Japan is reportedly one of the countries interested to get engaged in the deal.
Last October, the IAEA brokered a deal under which Iran would exchange low-enriched uranium for foreign-made nuclear fuel that would power a medical-purpose reactor in Tehran.
Iran voiced readiness to either buy the fuel for the Tehran reactor or make it itself or export its low-enriched uranium (LEU) in return for processed fuel in line with the initial IAEA plan, as long as certain guarantees were put in place.
Iran however insists that the swap should be made on Iranian soil, and rejected any third country as a venue for the exchange which both the world powers and the IAEA have so far rejected.
Iran last month started the process of boosting its 3.5 per cent LEU to 20 per cent - although experts say that the country did not yet have the capability to make actual fuel elements for the Tehran reactor.
"If the agreement is further delayed, then we will cover our needs by our own 20 per cent enrichment process and the (IAEA brokered) exchange plan would have no meaning anymore," Mehmanparst said.
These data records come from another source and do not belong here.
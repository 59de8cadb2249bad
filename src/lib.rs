pub mod api;
pub mod cart;
pub mod config;
pub mod db;
pub mod gateway;
pub mod notifications;
pub mod token;

pub use db::DbPool;

use config::Config;
use notifications::EmailService;
use token::TokenService;

pub struct AppState {
    pub config: Config,
    pub db: DbPool,
    pub tokens: TokenService,
    pub email: EmailService,
}

impl AppState {
    pub fn new(config: Config, db: DbPool) -> Self {
        let tokens = TokenService::new(&config.auth);
        let email = EmailService::new(config.email.clone());
        Self {
            config,
            db,
            tokens,
            email,
        }
    }
}
//! Role administration. The built-in ADMIN and CLIENTE roles are seeded at
//! startup and cannot be deleted.

use axum::{
    extract::{Path, State},
    http::StatusCode,
    Json,
};
use std::sync::Arc;

use crate::api::auth::AuthUser;
use crate::api::error::ApiError;
use crate::api::validation;
use crate::db::{CreateRoleRequest, Role, UpdateRoleRequest};
use crate::AppState;

const BUILTIN_ROLES: [&str; 2] = ["ADMIN", "CLIENTE"];

async fn load_role(state: &AppState, id: &str) -> Result<Role, ApiError> {
    let role: Option<Role> = sqlx::query_as("SELECT * FROM roles WHERE id = ?")
        .bind(id)
        .fetch_optional(&state.db)
        .await?;
    role.ok_or_else(|| ApiError::not_found("Role not found"))
}

/// GET /roles (admin)
pub async fn list_roles(
    State(state): State<Arc<AppState>>,
    auth: AuthUser,
) -> Result<Json<Vec<Role>>, ApiError> {
    auth.require_admin()?;

    let roles: Vec<Role> = sqlx::query_as("SELECT * FROM roles ORDER BY name")
        .fetch_all(&state.db)
        .await?;
    Ok(Json(roles))
}

/// POST /roles (admin)
pub async fn create_role(
    State(state): State<Arc<AppState>>,
    auth: AuthUser,
    Json(req): Json<CreateRoleRequest>,
) -> Result<(StatusCode, Json<Role>), ApiError> {
    auth.require_admin()?;

    if let Err(e) = validation::validate_role_name(&req.name) {
        return Err(ApiError::validation_field("name", e));
    }

    let existing: Option<(String,)> = sqlx::query_as("SELECT id FROM roles WHERE name = ?")
        .bind(&req.name)
        .fetch_optional(&state.db)
        .await?;
    if existing.is_some() {
        return Err(ApiError::conflict("A role with this name already exists"));
    }

    let id = uuid::Uuid::new_v4().to_string();
    sqlx::query("INSERT INTO roles (id, name, description, active) VALUES (?, ?, ?, 1)")
        .bind(&id)
        .bind(&req.name)
        .bind(&req.description)
        .execute(&state.db)
        .await?;

    tracing::info!(role = %req.name, "Created role");

    let role = load_role(&state, &id).await?;
    Ok((StatusCode::CREATED, Json(role)))
}

/// GET /roles/{id} (admin)
pub async fn get_role(
    State(state): State<Arc<AppState>>,
    auth: AuthUser,
    Path(id): Path<String>,
) -> Result<Json<Role>, ApiError> {
    auth.require_admin()?;
    let role = load_role(&state, &id).await?;
    Ok(Json(role))
}

/// PUT /roles/{id} (admin). The name is immutable; tokens carry role names,
/// so renaming would silently strip the role from every outstanding token.
pub async fn update_role(
    State(state): State<Arc<AppState>>,
    auth: AuthUser,
    Path(id): Path<String>,
    Json(req): Json<UpdateRoleRequest>,
) -> Result<Json<Role>, ApiError> {
    auth.require_admin()?;

    let role = load_role(&state, &id).await?;

    if let Some(active) = req.active {
        if !active && BUILTIN_ROLES.contains(&role.name.as_str()) {
            return Err(ApiError::business("Built-in roles cannot be deactivated"));
        }
        sqlx::query("UPDATE roles SET active = ? WHERE id = ?")
            .bind(active as i64)
            .bind(&role.id)
            .execute(&state.db)
            .await?;
    }

    if let Some(description) = &req.description {
        sqlx::query("UPDATE roles SET description = ? WHERE id = ?")
            .bind(description)
            .bind(&role.id)
            .execute(&state.db)
            .await?;
    }

    let role = load_role(&state, &id).await?;
    Ok(Json(role))
}

/// DELETE /roles/{id} (admin). Memberships are removed with the role.
pub async fn delete_role(
    State(state): State<Arc<AppState>>,
    auth: AuthUser,
    Path(id): Path<String>,
) -> Result<Json<serde_json::Value>, ApiError> {
    auth.require_admin()?;

    let role = load_role(&state, &id).await?;
    if BUILTIN_ROLES.contains(&role.name.as_str()) {
        return Err(ApiError::business("Built-in roles cannot be deleted"));
    }

    let mut tx = state.db.begin().await?;
    sqlx::query("DELETE FROM user_roles WHERE role_id = ?")
        .bind(&role.id)
        .execute(&mut *tx)
        .await?;
    sqlx::query("DELETE FROM roles WHERE id = ?")
        .bind(&role.id)
        .execute(&mut *tx)
        .await?;
    tx.commit().await?;

    tracing::info!(role = %role.name, "Deleted role");
    Ok(Json(serde_json::json!({ "deleted": true })))
}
The spokesman once again reiterated that Iran's nuclear projects were solely for peaceful purposes and rejected Western charges of a secret military program.
He said that the Iranian progress in missiles' technology in the recent years should not be regarded by the world powers as a provocation as the Iranian defense potentials just deterrent aims.
The main Western - and especially Israeli - concern are the Iranian medium-range missiles Shahab and Sejil, as they would be able to hit any part of the Jewish state.
"If a country wants growth and development, then it should insist on its rights and not wait others to grant us these rights," the spokesman said while reiterating Iran's internationally acknowledged right to pursue a civil nuclear program.
Iran is ready to negotiate with the world powers over its nuclear programs and remove ambiguities but not, as demanded by the West and the United Nations Security Council, to suspend the uranium enrichment process.
Iran's atomic chief Ali-Akbar Salehi even proclaimed last month that in the new Persian year, which begins March 21, the country planned to build 10 new enrichment sites, followed by 10 more in the future.